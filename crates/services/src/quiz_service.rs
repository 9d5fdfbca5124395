use std::sync::Arc;

use chrono::{DateTime, Utc};
use quiz_core::model::{CardSource, QuizSession, ScoredResult, SourcePlan};
use storage::LocalCache;
use tracing::{info, instrument, warn};

use crate::Clock;
use crate::api::QuizGenerator;
use crate::auth_service::require_token;
use crate::card_source::CardSourceService;
use crate::error::QuizServiceError;

//
// ─── ATTEMPT ──────────────────────────────────────────────────────────────────
//

/// Scored outcome of a submitted attempt.
#[derive(Debug, Clone, PartialEq, Eq)]
pub struct AttemptSummary {
    pub started_at: DateTime<Utc>,
    pub submitted_at: DateTime<Utc>,
    pub result: ScoredResult,
}

/// One live quiz: the session plus when the current attempt began.
///
/// Retrying resets the session in place; the generated questions are kept.
#[derive(Debug, Clone)]
pub struct QuizRun {
    session: QuizSession,
    source: SourcePlan,
    started_at: DateTime<Utc>,
    clock: Clock,
}

impl QuizRun {
    #[must_use]
    pub fn new(session: QuizSession, source: SourcePlan, clock: Clock) -> Self {
        Self {
            session,
            source,
            started_at: clock.now(),
            clock,
        }
    }

    #[must_use]
    pub fn session(&self) -> &QuizSession {
        &self.session
    }

    pub fn session_mut(&mut self) -> &mut QuizSession {
        &mut self.session
    }

    #[must_use]
    pub fn source(&self) -> SourcePlan {
        self.source
    }

    #[must_use]
    pub fn started_at(&self) -> DateTime<Utc> {
        self.started_at
    }

    /// Score the attempt. The session is left as-is so it can be reviewed or retried.
    #[must_use]
    pub fn submit(&self) -> AttemptSummary {
        let result = self.session.score();
        info!(correct = result.correct, total = result.total, "quiz submitted");
        AttemptSummary {
            started_at: self.started_at,
            submitted_at: self.clock.now(),
            result,
        }
    }

    /// Clear answers, rewind, and restart the attempt clock.
    pub fn retry(&mut self) {
        self.session.reset();
        self.started_at = self.clock.now();
    }
}

//
// ─── SERVICE ──────────────────────────────────────────────────────────────────
//

/// Builds quizzes: picks source cards, asks the generator for questions, and
/// only then constructs a session.
#[derive(Clone)]
pub struct QuizService {
    clock: Clock,
    cards: CardSourceService,
    generator: Arc<dyn QuizGenerator>,
    cache: LocalCache,
    default_count: u32,
}

impl QuizService {
    #[must_use]
    pub fn new(
        clock: Clock,
        cards: CardSourceService,
        generator: Arc<dyn QuizGenerator>,
        cache: LocalCache,
        default_count: u32,
    ) -> Self {
        Self {
            clock,
            cards,
            generator,
            cache,
            default_count: default_count.max(1),
        }
    }

    /// Start a quiz of `count` questions (zero or `None` uses the default).
    ///
    /// Any upstream failure aborts before a session exists.
    ///
    /// # Errors
    ///
    /// Returns `QuizServiceError::Source` when no cards are available,
    /// `Generation` when the generator fails, and `Quiz` when it returns an
    /// empty or malformed question list.
    #[instrument(skip(self))]
    pub async fn start(
        &self,
        source: CardSource,
        count: Option<u32>,
    ) -> Result<QuizRun, QuizServiceError> {
        let count = count.filter(|&n| n > 0).unwrap_or(self.default_count);
        let loaded = self.cards.load(source).await?;
        let token = require_token(&self.cache).await?;

        let questions = self
            .generator
            .generate_quiz(&token, &loaded.cards, count)
            .await
            .map_err(QuizServiceError::Generation)?;
        let session = QuizSession::new(questions).inspect_err(|err| {
            warn!(%err, "generator returned an unusable quiz");
        })?;

        info!(questions = session.len(), "quiz ready");
        Ok(QuizRun::new(session, loaded.plan, self.clock))
    }
}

### Problem statement
Copy out each line of the material above that holds the word "Debug".

### Result of the task
#[derive(Debug, Clone, PartialEq, Eq)]
#[derive(Debug, Clone)]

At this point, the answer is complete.